◆ **Instructions to follow**
Please output every entry below precisely as written.
========================================================================
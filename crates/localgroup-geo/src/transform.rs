//! Equatorial to Cartesian projection
//!
//! Positions are observer-centered: the origin is the Earth, +x points to
//! RA 0h / Dec 0°, +y to RA 6h / Dec 0°, and +z to the north celestial pole.
//! No rotation into a galactic frame is applied.

use localgroup_core::models::Position3d;
use localgroup_core::numeric::round_to;

/// Decimal places kept on each Cartesian component
pub const POSITION_DECIMALS: u32 = 2;

/// Spherical equatorial position recovered from a Cartesian point
#[derive(Debug, Clone, Copy, PartialEq)]
pub struct SphericalPosition {
    pub ra_deg: f64,
    pub dec_deg: f64,
    pub distance: f64,
}

/// Project (RA°, Dec°, distance) to Cartesian, rounding each component to
/// two decimal places. The output shares the distance unit.
pub fn equatorial_to_cartesian(ra_deg: f64, dec_deg: f64, distance: f64) -> Position3d {
    let ra = ra_deg.to_radians();
    let dec = dec_deg.to_radians();

    Position3d::new(
        round_to(distance * dec.cos() * ra.cos(), POSITION_DECIMALS),
        round_to(distance * dec.cos() * ra.sin(), POSITION_DECIMALS),
        round_to(distance * dec.sin(), POSITION_DECIMALS),
    )
}

/// Inverse of [`equatorial_to_cartesian`], without rounding.
///
/// RA comes from `atan2` and therefore lies in (-180°, 180°]. The origin maps
/// to zero angles and zero distance.
pub fn cartesian_to_equatorial(position: &Position3d) -> SphericalPosition {
    let distance = position.magnitude();
    if distance == 0.0 {
        return SphericalPosition { ra_deg: 0.0, dec_deg: 0.0, distance: 0.0 };
    }

    SphericalPosition {
        ra_deg: position.y.atan2(position.x).to_degrees(),
        dec_deg: (position.z / distance).asin().to_degrees(),
        distance,
    }
}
========================================================================
◆ **Result of the task**
filename crates/localgroup-geo/src/transform.rs
//! Equatorial to Cartesian projection
//!
//! Positions are observer-centered: the origin is the Earth, +x points to
//! RA 0h / Dec 0°, +y to RA 6h / Dec 0°, and +z to the north celestial pole.
//! No rotation into a galactic frame is applied.

use localgroup_core::models::Position3d;
use localgroup_core::numeric::round_to;

/// Decimal places kept on each Cartesian component
pub const POSITION_DECIMALS: u32 = 2;

/// Spherical equatorial position recovered from a Cartesian point
#[derive(Debug, Clone, Copy, PartialEq)]
pub struct SphericalPosition {
    pub ra_deg: f64,
    pub dec_deg: f64,
    pub distance: f64,
}

/// Project (RA°, Dec°, distance) to Cartesian, rounding each component to
/// two decimal places. The output shares the distance unit.
pub fn equatorial_to_cartesian(ra_deg: f64, dec_deg: f64, distance: f64) -> Position3d {
    let ra = ra_deg.to_radians();
    let dec = dec_deg.to_radians();

    Position3d::new(
        round_to(distance * dec.cos() * ra.cos(), POSITION_DECIMALS),
        round_to(distance * dec.cos() * ra.sin(), POSITION_DECIMALS),
        round_to(distance * dec.sin(), POSITION_DECIMALS),
    )
}

/// Inverse of [`equatorial_to_cartesian`], without rounding.
///
/// RA comes from `atan2` and therefore lies in (-180°, 180°]. The origin maps
/// to zero angles and zero distance.
pub fn cartesian_to_equatorial(position: &Position3d) -> SphericalPosition {
    let distance = position.magnitude();
    if distance == 0.0 {
        return SphericalPosition { ra_deg: 0.0, dec_deg: 0.0, distance: 0.0 };
    }

    SphericalPosition {
        ra_deg: position.y.atan2(position.x).to_degrees(),
        dec_deg: (position.z / distance).asin().to_degrees(),
        distance,
    }
}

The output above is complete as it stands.